Vino para robar

Crítica de Jonathan Santucho - Loco x el Cine

Todo por ese Malbec.

Hoy en día, el circuito del cine comercial argentino se siente como una suerte de secta. Entre el prejuicio popular y la homogeneidad en propuestas de género, el interés de las audiencias por algo que no invoque a Campanella, Darín, Francella o Suar en el poster es casi inexistente. Es un terreno cruel para los nuevos autores, pero, en los últimos años, algunas figuras lograron atravesar la barrera del público. Una de ellas es Ariel Winograd, quien en 2006 sorprendió con su retrato personal de la vida de country durante la burbuja menemista, en el desborde judaico de Cara de Queso, al que seguiría con un mayor éxito de taquilla en la historia de enredos a lo screwball de Mi Primera Boda. Ahora, el director mueve sus talentos para el terreno de la comedia policial, en Vino Para Robar (2013).

El film arranca introduciendo a Sebastián (Daniel Hendler), un ladrón de guante blanco, que se arma de una actitud fría y directa para planificar hasta el más mínimo detalle de sus trabajos. Pero aún con su manía por el control, siempre hay un elemento que puede bajar las defensas, y en este caso es su debilidad por Natalia (Valeria Bertuccelli), una estafadora que se hace con su último botín. Tras viajar a Mendoza y atraparla, el criminal cree que tiene todo resuelto. Pero de nuevo, la sorpresa lo aguarda, y él queda atrapado junto a su colega en las amenazas de un empresario (Juan Leyrado), dispuesto a matar para poner sus manos sobre una preciada botella de vino de 1845, proveniente de una rumoreada selección favorita del mismísimo Napoleón Bonaparte.

Con esa base, el guión de Adrián Garelik se vuelve una fuente de constantes vueltas de tuerca (algunas que funcionan, otras que no), que se amplía mientras Sebastián y Natalia se traicionan, se alejan y se acercan, sin saber lo que vendrá. Pero por otra parte, los deseos de Winograd son bastante claros desde el inicio. Aunque líneas como “Tu nombre en clave es Bond. Juan Bond” y la aparición especial de una remera de Intriga internacional sean un poco demasiado, es cierto que el director ejecuta un digno homenaje estilístico a la saga de 007 y a grandes films del Hollywood clásico como Para atrapar al ladrón y Charada, aunque también uno podrá ubicar a El caso Thomas Crown, La gran estafa o Los simuladores en el cartón de influencias.
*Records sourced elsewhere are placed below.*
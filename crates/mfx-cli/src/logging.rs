//! Logging infrastructure using `tracing` and `tracing-subscriber`.
//!
//! All library crates log through `tracing`; this module installs the
//! subscriber for the command-line tool.
//!
//! # Log Levels
//!
//! - `error`: run failures
//! - `warn`: unavailable forms, duplicate exports, re-encoded documents
//! - `info`: export start and completion with row counts
//! - `debug`: page fetches and filter details
//! - `trace`: field filter values (redacted unless `--log-data` is set)
//!
//! # Usage
//!
//! ```ignore
//! use mfx_cli::logging::{init_logging, LogConfig};
//!
//! let config = LogConfig::default();
//! init_logging(&config)?;
//! ```

use std::fs::OpenOptions;
use std::io;
use std::path::PathBuf;
use std::sync::Mutex;
use std::sync::atomic::{AtomicBool, Ordering};

use tracing::Subscriber;
use tracing::level_filters::LevelFilter;
use tracing_subscriber::fmt::format::FmtSpan;
use tracing_subscriber::fmt::writer::BoxMakeWriter;
use tracing_subscriber::registry::LookupSpan;
use tracing_subscriber::{EnvFilter, Layer, fmt, layer::SubscriberExt, util::SubscriberInitExt};

static LOG_DATA_ENABLED: AtomicBool = AtomicBool::new(false);

/// Placeholder used when entry values must not be logged.
pub const REDACTED_VALUE: &str = "[REDACTED]";

/// Returns true if logging of submitted values is explicitly enabled.
pub fn log_data_enabled() -> bool {
    LOG_DATA_ENABLED.load(Ordering::Relaxed)
}

/// Returns the input value when data logging is enabled, otherwise a redacted token.
pub fn redact_value(value: &str) -> &str {
    if log_data_enabled() {
        value
    } else {
        REDACTED_VALUE
    }
}

/// Configuration for logging behavior.
#[derive(Debug, Clone)]
pub struct LogConfig {
    /// Maximum level emitted by the workspace crates.
    pub level_filter: LevelFilter,
    /// Let `RUST_LOG` replace `level_filter` when set.
    pub use_env_filter: bool,
    pub with_ansi: bool,
    pub format: LogFormat,
    /// Append to this file instead of writing to stderr.
    pub log_file: Option<PathBuf>,
    /// Whether submitted entry values may be logged.
    pub log_data: bool,
}

/// Log output format.
#[derive(Debug, Clone, Copy, Default, PartialEq, Eq)]
pub enum LogFormat {
    /// Multi-field human-readable lines.
    #[default]
    Pretty,
    /// Single-line events.
    Compact,
    /// One JSON object per event, plus span close events with timings.
    Json,
}

impl Default for LogConfig {
    fn default() -> Self {
        Self {
            level_filter: LevelFilter::WARN,
            use_env_filter: true,
            with_ansi: true,
            format: LogFormat::default(),
            log_file: None,
            log_data: false,
        }
    }
}

/// Install the global subscriber for `config`.
///
/// # Errors
///
/// Fails when the log file cannot be opened or a subscriber is already set.
pub fn init_logging(config: &LogConfig) -> io::Result<()> {
    let writer = match &config.log_file {
        Some(path) => {
            let file = OpenOptions::new().create(true).append(true).open(path)?;
            BoxMakeWriter::new(Mutex::new(file))
        }
        None => BoxMakeWriter::new(io::stderr),
    };
    LOG_DATA_ENABLED.store(config.log_data, Ordering::Release);
    tracing_subscriber::registry()
        .with(build_env_filter(config))
        .with(output_layer(config, writer))
        .try_init()
        .map_err(io::Error::other)
}

/// Formatting layer for `config.format`; log files never get ANSI colors.
fn output_layer<S>(config: &LogConfig, writer: BoxMakeWriter) -> Box<dyn Layer<S> + Send + Sync>
where
    S: Subscriber + for<'span> LookupSpan<'span> + 'static,
{
    let ansi = config.with_ansi && config.log_file.is_none();
    match config.format {
        LogFormat::Json => fmt::layer()
            .json()
            .with_writer(writer)
            .with_target(false)
            .with_span_events(FmtSpan::CLOSE)
            .boxed(),
        LogFormat::Compact => fmt::layer()
            .compact()
            .without_time()
            .with_writer(writer)
            .with_ansi(ansi)
            .with_target(false)
            .boxed(),
        LogFormat::Pretty => fmt::layer()
            .without_time()
            .with_writer(writer)
            .with_ansi(ansi)
            .with_target(false)
            .boxed(),
    }
}

/// Directive string for the workspace crates at `level`; others stay at warn.
fn default_directives(level: LevelFilter) -> String {
    let level = level.to_string().to_lowercase();
    format!(
        "warn,multiform_export={level},mfx_cli={level},mfx_export={level},\
         mfx_map={level},mfx_model={level}"
    )
}

fn build_env_filter(config: &LogConfig) -> EnvFilter {
    let fallback = || EnvFilter::new(default_directives(config.level_filter));
    if config.use_env_filter {
        EnvFilter::try_from_default_env().unwrap_or_else(|_| fallback())
    } else {
        fallback()
    }
}

#[cfg(test)]
mod tests {
    use super::*;

    #[test]
    fn directives_cover_workspace_crates() {
        let directives = default_directives(LevelFilter::DEBUG);
        assert!(directives.starts_with("warn,"));
        assert!(directives.contains("mfx_export=debug"));
        assert!(directives.contains("mfx_map=debug"));
    }

    #[test]
    fn unwritable_log_file_is_reported() {
        let dir = tempfile::TempDir::new().unwrap();
        let config = LogConfig {
            log_file: Some(dir.path().join("missing").join("export.log")),
            ..LogConfig::default()
        };
        assert!(init_logging(&config).is_err());
        assert!(!log_data_enabled());
    }

    #[test]
    fn env_filter_is_ignored_when_a_level_is_forced() {
        let config = LogConfig {
            level_filter: LevelFilter::TRACE,
            use_env_filter: false,
            ..LogConfig::default()
        };
        assert_eq!(
            build_env_filter(&config).max_level_hint(),
            Some(LevelFilter::TRACE)
        );
    }

    #[test]
    fn values_are_redacted_by_default() {
        assert!(!log_data_enabled());
        assert_eq!(redact_value("alice@example.com"), REDACTED_VALUE);
    }
}
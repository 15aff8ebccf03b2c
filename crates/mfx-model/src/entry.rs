use std::collections::BTreeMap;

use chrono::NaiveDateTime;
use serde::{Deserialize, Serialize};

use crate::ids::FormId;

/// Storage format of entry timestamps (host reference time).
pub const TIMESTAMP_FORMAT: &str = "%Y-%m-%d %H:%M:%S";

/// Lifecycle status of an entry. Only active entries are exported.
#[derive(Debug, Clone, Copy, Default, PartialEq, Eq, Hash, Serialize, Deserialize)]
#[serde(rename_all = "snake_case")]
pub enum EntryStatus {
    #[default]
    Active,
    Spam,
    Trash,
}

/// One submitted record belonging to exactly one form.
#[derive(Debug, Clone, PartialEq, Eq, Serialize, Deserialize)]
pub struct Entry {
    pub id: u64,
    pub form_id: FormId,
    /// Creation time in host reference time (UTC).
    #[serde(with = "timestamp")]
    pub date_created: NaiveDateTime,
    #[serde(default)]
    pub status: EntryStatus,
    /// Raw stored values keyed by field or input id.
    #[serde(default)]
    pub values: BTreeMap<String, String>,
}

impl Entry {
    pub fn new(id: u64, form_id: FormId, date_created: NaiveDateTime) -> Self {
        Self {
            id,
            form_id,
            date_created,
            status: EntryStatus::Active,
            values: BTreeMap::new(),
        }
    }

    #[must_use]
    pub fn with_value(mut self, key: impl Into<String>, value: impl Into<String>) -> Self {
        self.values.insert(key.into(), value.into());
        self
    }

    #[must_use]
    pub fn with_status(mut self, status: EntryStatus) -> Self {
        self.status = status;
        self
    }

    /// Raw stored value for `key`, or `""` when nothing was stored.
    pub fn value(&self, key: &str) -> &str {
        self.values.get(key).map_or("", String::as_str)
    }
}

mod timestamp {
    use chrono::NaiveDateTime;
    use serde::{Deserialize, Deserializer, Serializer};

    use super::TIMESTAMP_FORMAT;

    pub fn serialize<S: Serializer>(value: &NaiveDateTime, serializer: S) -> Result<S::Ok, S::Error> {
        serializer.collect_str(&value.format(TIMESTAMP_FORMAT))
    }

    pub fn deserialize<'de, D: Deserializer<'de>>(deserializer: D) -> Result<NaiveDateTime, D::Error> {
        let raw = String::deserialize(deserializer)?;
        NaiveDateTime::parse_from_str(raw.trim(), TIMESTAMP_FORMAT).map_err(serde::de::Error::custom)
    }
}
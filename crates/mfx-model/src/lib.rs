//! Data model for multi-form entry exports.
//!
//! Forms and entries are snapshots owned by the host storage system; export
//! definitions and output matrices are owned by the export engine.

pub mod definition;
pub mod entry;
pub mod error;
pub mod form;
pub mod ids;
pub mod table;

pub use definition::{Column, ColumnMap, ColumnSource, ExportDefinition, ExportSpec};
pub use entry::{Entry, EntryStatus, TIMESTAMP_FORMAT};
pub use error::{ModelError, Result};
pub use form::{Choice, Field, FieldInput, Form, InputType};
pub use ids::{FieldId, FormId, base_id_of};
pub use table::OutputMatrix;
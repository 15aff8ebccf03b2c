//! Error types for export runs.

use thiserror::Error;

/// Errors surfaced to the caller of an export run.
///
/// Per-entry and per-cell degradations (unavailable forms, non-UTF-8 output)
/// are absorbed during the run and reported through `RunStats` instead.
#[derive(Debug, Error)]
pub enum ExportError {
    /// No export is registered under this name.
    #[error("export '{name}' is not registered")]
    ExportNotFound { name: String },

    /// Writing the delimited document failed.
    #[error("failed to write CSV: {0}")]
    Csv(#[from] csv::Error),

    #[error("io error: {0}")]
    Io(#[from] std::io::Error),
}

/// Result type for export operations.
pub type Result<T> = std::result::Result<T, ExportError>;

#[cfg(test)]
mod tests {
    use super::*;

    #[test]
    fn test_error_display() {
        let err = ExportError::ExportNotFound {
            name: "Contacts".to_string(),
        };
        assert_eq!(err.to_string(), "export 'Contacts' is not registered");
    }
}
Con una visión firme y una puesta en escena que raramente se encuentra a nivel nacional, el egresado de la Universidad del Cine y su equipo juegan a la ligera con las reglas del subgénero y encuentran el encanto cinematográfico de la tierra del sol y del buen vino, sabiendo como atraer y al mismo tiempo mantenerse fuera de lo que afecta a tantos otros productos del país: el síndrome del infomercial turístico (si, ya entendimos, San Luis es el paraíso del realizador subsidiado). Al mismo tiempo, su devoción por las normas es su base y su defecto: la película raramente se atreve a salir de lo familiar, y por lo tanto hay varios aspectos en los que se queda sólo con las ganas de más.

Pero claro, es difícil pensar en eso gracias al dúo protagónico: es una dinámica conocida, pero el choque entre copas del discreto Hendler y la histriónica Bertuccelli genera una química digna de verse. De todas formas, ellos están respaldados por un grupo secundario bastante acertado, en el cual los principales ladrones de escenas son Martín Piroyansky y Mario Alarcón, que dan energía a los típicos roles del secuaz nerd que cierra su conexión con el mundo y el familiar conservador que se aprovecha de turistas, respectivamente. A su vez, Leyrado se divierte un poco al interpretar al villano de turno, mientras que Pablo Rago y Alan Sabbagh aparecen por un rato, sin llegar al tiempo necesario para aprovechar sus papeles.

Así, Vino para Robar termina siendo un esfuerzo simpático, que funciona gracias a las dotes de su realizador y la capacidad de su elenco, a pesar de la familiaridad que fue invitada al argumento. Con un ritmo confiado y un rebote veloz entre sus actores, es un destacable tributo a la picardía del séptimo arte de los años cincuenta y sesenta, en su más mínimo detalle (mención especial a los créditos finales, que enorgullecerían al mismo Saul Bass). A brindar por Winograd.